Task prompt:
Could you output only the lines from the one containing "for test in" through the last line of the data, both included?

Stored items

####

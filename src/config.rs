use std::collections::HashMap;
use std::path::{Path, PathBuf};
use std::str::FromStr;
use std::net::{SocketAddr, IpAddr};
use std::default::Default;
use std::fmt::{Display, Formatter};

use clap::Parser;

use crate::error::{self, Context};
use crate::path::{metadata, normalize};

mod shape;

pub trait TryDefault: Sized {
    type Error;

    fn try_default() -> Result<Self, Self::Error>;
}

#[derive(Debug, Parser)]
#[command(author, version ,about, long_about = None)]
pub struct CliArgs {
    /// a config path or directory to load file from
    #[arg(long)]
    config: Vec<PathBuf>
}

#[derive(Debug)]
pub struct Config {
    pub settings: Settings,
}

pub fn get_config() -> error::Result<Config> {
    Config::from_args(CliArgs::parse())
}

impl Config {
    pub fn from_args(args: CliArgs) -> error::Result<Self> {
        let cwd = std::env::current_dir()
            .context("failed to retrieve cwd for Settings")?;
        let mut settings = Settings::try_default()?;

        for config_path in args.config {
            let full = if config_path.is_absolute() {
                config_path
            } else {
                normalize(cwd.join(config_path))
            };

            tracing::debug!("loading config file \"{}\"", full.display());

            let loaded = Self::load_file(&full)?;
            let src = SrcFile::new(&full)?;
            let dot = DotPath::new(&"settings");

            settings.merge(&src, dot, loaded)?;
        }

        if settings.listeners.is_empty() {
            settings.listeners.insert("main".into(), Listener::default());
        }

        {
            let meta = metadata(&settings.file.workspace_dir).context(
                "failed to retrieve metadata for settings.file.workspace_dir"
            )?.context(
                "settings.file.workspace_dir does not exist"
            )?;

            if !meta.is_dir() {
                return Err(error::Error::new().message(
                    "settings.file.workspace_dir is not a directory"
                ));
            }
        }

        if settings.file.root == settings.file.workspace_root {
            return Err(error::Error::new().message(
                "settings.file.root and settings.file.workspace_root cannot be the same"
            ));
        }

        tracing::debug!("{settings:#?}");

        Ok(Config {
            settings,
        })
    }

    fn load_file(path: &PathBuf) -> error::Result<shape::Settings> {
        let ext = path.extension().context(format!(
            "failed to retrieve the file extension for config file: \"{}\"", path.display()
        ))?;

        let ext = ext.to_ascii_lowercase();
        let file = std::fs::OpenOptions::new()
            .read(true)
            .open(path)
            .context(format!("failed to open config file: \"{}\"", path.display()))?;
        let reader = std::io::BufReader::new(file);

        if ext.eq("yaml") || ext.eq("yml") {
            serde_yaml::from_reader(reader).context(format!(
                "failed to parse yaml config file: \"{}\"", path.display()
            ))
        } else if ext.eq("json") {
            serde_json::from_reader(reader).context(format!(
                "failed to parse json config file: \"{}\"", path.display()
            ))
        } else {
            Err(error::Error::new().message(format!(
                "unknown type of config file: \"{}\"", path.display()
            )))
        }
    }
}

struct SrcFile<'a> {
    parent: &'a Path,
    src: &'a Path,
}

impl<'a> SrcFile<'a> {
    fn new(src: &'a Path) -> error::Result<Self> {
        let parent = src.parent().context(format!(
            "failed to retrieve parent path from source file \"{}\"", src.display()
        ))?;

        Ok(SrcFile {
            parent,
            src
        })
    }
}

impl<'a> Display for SrcFile<'a> {
    fn fmt(&self, f: &mut Formatter<'_>) -> std::fmt::Result {
        write!(f, "\"{}\"", self.src.display())
    }
}

struct Quote<'a>(&'a dyn Display);

impl<'a> Display for Quote<'a> {
    fn fmt(&self, f: &mut Formatter<'_>) -> std::fmt::Result {
        write!(f, "\"{}\"", self.0)
    }
}

struct DotPath<'a>(Vec<&'a dyn Display>);

impl<'a> DotPath<'a> {
    fn new(name: &'a (dyn Display)) -> Self {
        DotPath(vec![name])
    }

    fn push(&self, name: &'a (dyn Display)) -> Self {
        let mut path = self.0.clone();
        path.push(name);

        DotPath(path)
    }
}

impl<'a> Display for DotPath<'a> {
    fn fmt(&self, fmt: &mut Formatter<'_>) -> std::fmt::Result {
        let mut first = true;

        for name in &self.0 {
            if first {
                write!(fmt, "{name}")?;
                first = false;
            } else {
                write!(fmt, ".{name}")?;
            }
        }

        Ok(())
    }
}

#[derive(Debug)]
pub struct Settings {
    pub listeners: HashMap<String, Listener>,
    pub file: File,
    pub timeout: u64,
}

impl Settings {
    fn merge(&mut self, src: &SrcFile<'_>, dot: DotPath<'_>, settings: shape::Settings) -> error::Result<()> {
        if let Some(listeners) = settings.listeners {
            for (key, listener) in listeners {
                if let Some(found) = self.listeners.get_mut(&key) {
                    found.merge(src, dot.push(&Quote(&key)), listener)?;
                } else {
                    let mut default = Listener::default();
                    default.merge(src, dot.push(&Quote(&key)), listener)?;

                    self.listeners.insert(key, default);
                }
            }
        }

        if let Some(file) = settings.file {
            self.file.merge(src, dot.push(&"file"), file)?;
        }

        if let Some(timeout) = settings.timeout {
            if timeout == 0 {
                return Err(error::Error::new().message(format!(
                    "{} must be greater than 0. file: {src}", dot.push(&"timeout")
                )));
            }

            self.timeout = timeout;
        }

        Ok(())
    }
}

impl TryDefault for Settings {
    type Error = error::Error;

    fn try_default() -> Result<Self, Self::Error> {
        Ok(Settings {
            listeners: HashMap::new(),
            file: File::try_default()?,
            timeout: 90,
        })
    }
}

#[derive(Debug)]
pub struct Listener {
    pub addr: SocketAddr,
}

impl Listener {
    fn merge(&mut self, src: &SrcFile<'_>, dot_path: DotPath<'_>, listener: shape::Listener) -> error::Result<()> {
        self.addr = match SocketAddr::from_str(&listener.addr) {
            Ok(valid) => valid,
            Err(_) => match IpAddr::from_str(&listener.addr) {
                Ok(valid) => SocketAddr::from((valid, 8080)),
                Err(_) => {
                    return Err(error::Error::new().message(format!(
                        "{dot_path}.addr invalid: \"{}\" file: {src}", listener.addr
                    )));
                }
            }
        };

        Ok(())
    }
}

impl Default for Listener {
    fn default() -> Self {
        Listener {
            addr: SocketAddr::from((
                IpAddr::from([0,0,0,0,0,0,0,0,0,0,0,0,0,0,0,0]),
                8080
            )),
        }
    }
}

#[derive(Debug)]
pub struct File {
    pub root: String,
    pub workspace_root: String,
    pub workspace_dir: PathBuf,
    pub max_depth: u32,
}

impl File {
    fn merge(&mut self, src: &SrcFile<'_>, dot: DotPath<'_>, file: shape::File) -> error::Result<()> {
        if let Some(root) = file.root {
            self.root = check_url(root, src, dot.push(&"root"))?;
        }

        if let Some(workspace_root) = file.workspace_root {
            self.workspace_root = check_url(workspace_root, src, dot.push(&"workspace_root"))?;
        }

        if let Some(workspace_dir) = file.workspace_dir {
            self.workspace_dir = check_path(workspace_dir, src, dot.push(&"workspace_dir"), false)?;
        }

        if let Some(max_depth) = file.max_depth {
            self.max_depth = max_depth;
        }

        Ok(())
    }
}

impl TryDefault for File {
    type Error = error::Error;

    fn try_default() -> Result<Self, Self::Error> {
        let cwd = std::env::current_dir()
            .context("failed to retrieve cwd for File")?;

        Ok(File {
            root: "/file".into(),
            workspace_root: "/workspace".into(),
            workspace_dir: cwd.join("workspace"),
            max_depth: 1,
        })
    }
}

fn check_path(given: PathBuf, src: &SrcFile<'_>, dot: DotPath<'_>, is_file: bool) -> error::Result<PathBuf> {
    let full = if given.is_absolute() {
        given
    } else {
        normalize(src.parent.join(given))
    };

    tracing::debug!("{dot} {src} checking {}", full.display());

    let meta = metadata(&full).context(format!(
        "{dot} failed to retrieve metadata for: {src}"
    ))?.context(format!(
        "{dot} {src} was not found"
    ))?;

    if is_file {
        if !meta.is_file() {
            return Err(error::Error::new().message(format!(
                "{dot} is not a file in: {src}"
            )));
        }
    } else {
        if !meta.is_dir() {
            return Err(error::Error::new().message(format!(
                "{dot} is not a directory in: {src}"
            )));
        }
    }

    Ok(full)
}

fn check_url(given: String, src: &SrcFile<'_>, dot: DotPath<'_>) -> error::Result<String> {
    normalize_url_path(&given).context(format!(
        "{dot} \"{given}\" is not a valid url path. file: {src}"
    ))
}

/// validates a url path prefix. the result always has a leading slash and
/// never a trailing one
pub fn normalize_url_path(given: &str) -> Option<String> {
    let trimmed = given.trim().trim_end_matches('/');

    if trimmed.is_empty() {
        return None;
    }

    let to_parse = if trimmed.starts_with('/') {
        format!("http://localhost{trimmed}")
    } else {
        format!("http://localhost/{trimmed}")
    };

    let url = url::Url::parse(&to_parse).ok()?;

    if url.query().is_some() || url.fragment().is_some() {
        return None;
    }

    let mut rtn = String::new();

    for part in url.path_segments()? {
        if part.is_empty() || part == ".." || part == "." {
            return None;
        }

        rtn.push('/');
        rtn.push_str(part);
    }

    Some(rtn)
}

#[cfg(test)]
mod test {
    use super::*;

    #[test]
    fn url_path_normalization() {
        assert_eq!(normalize_url_path("/file").as_deref(), Some("/file"));
        assert_eq!(normalize_url_path("file/").as_deref(), Some("/file"));
        assert_eq!(normalize_url_path(" /api/file ").as_deref(), Some("/api/file"));

        let invalid = ["", "/", "/a//b", "/file?x=1", "/file#frag"];

        for test in invalid {
            assert!(normalize_url_path(test).is_none(), "invalid url path accepted {:?}", test);
        }
    }
}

####

Task output:
        for test in invalid {
            assert!(normalize_url_path(test).is_none(), "invalid url path accepted {:?}", test);
        }
    }
}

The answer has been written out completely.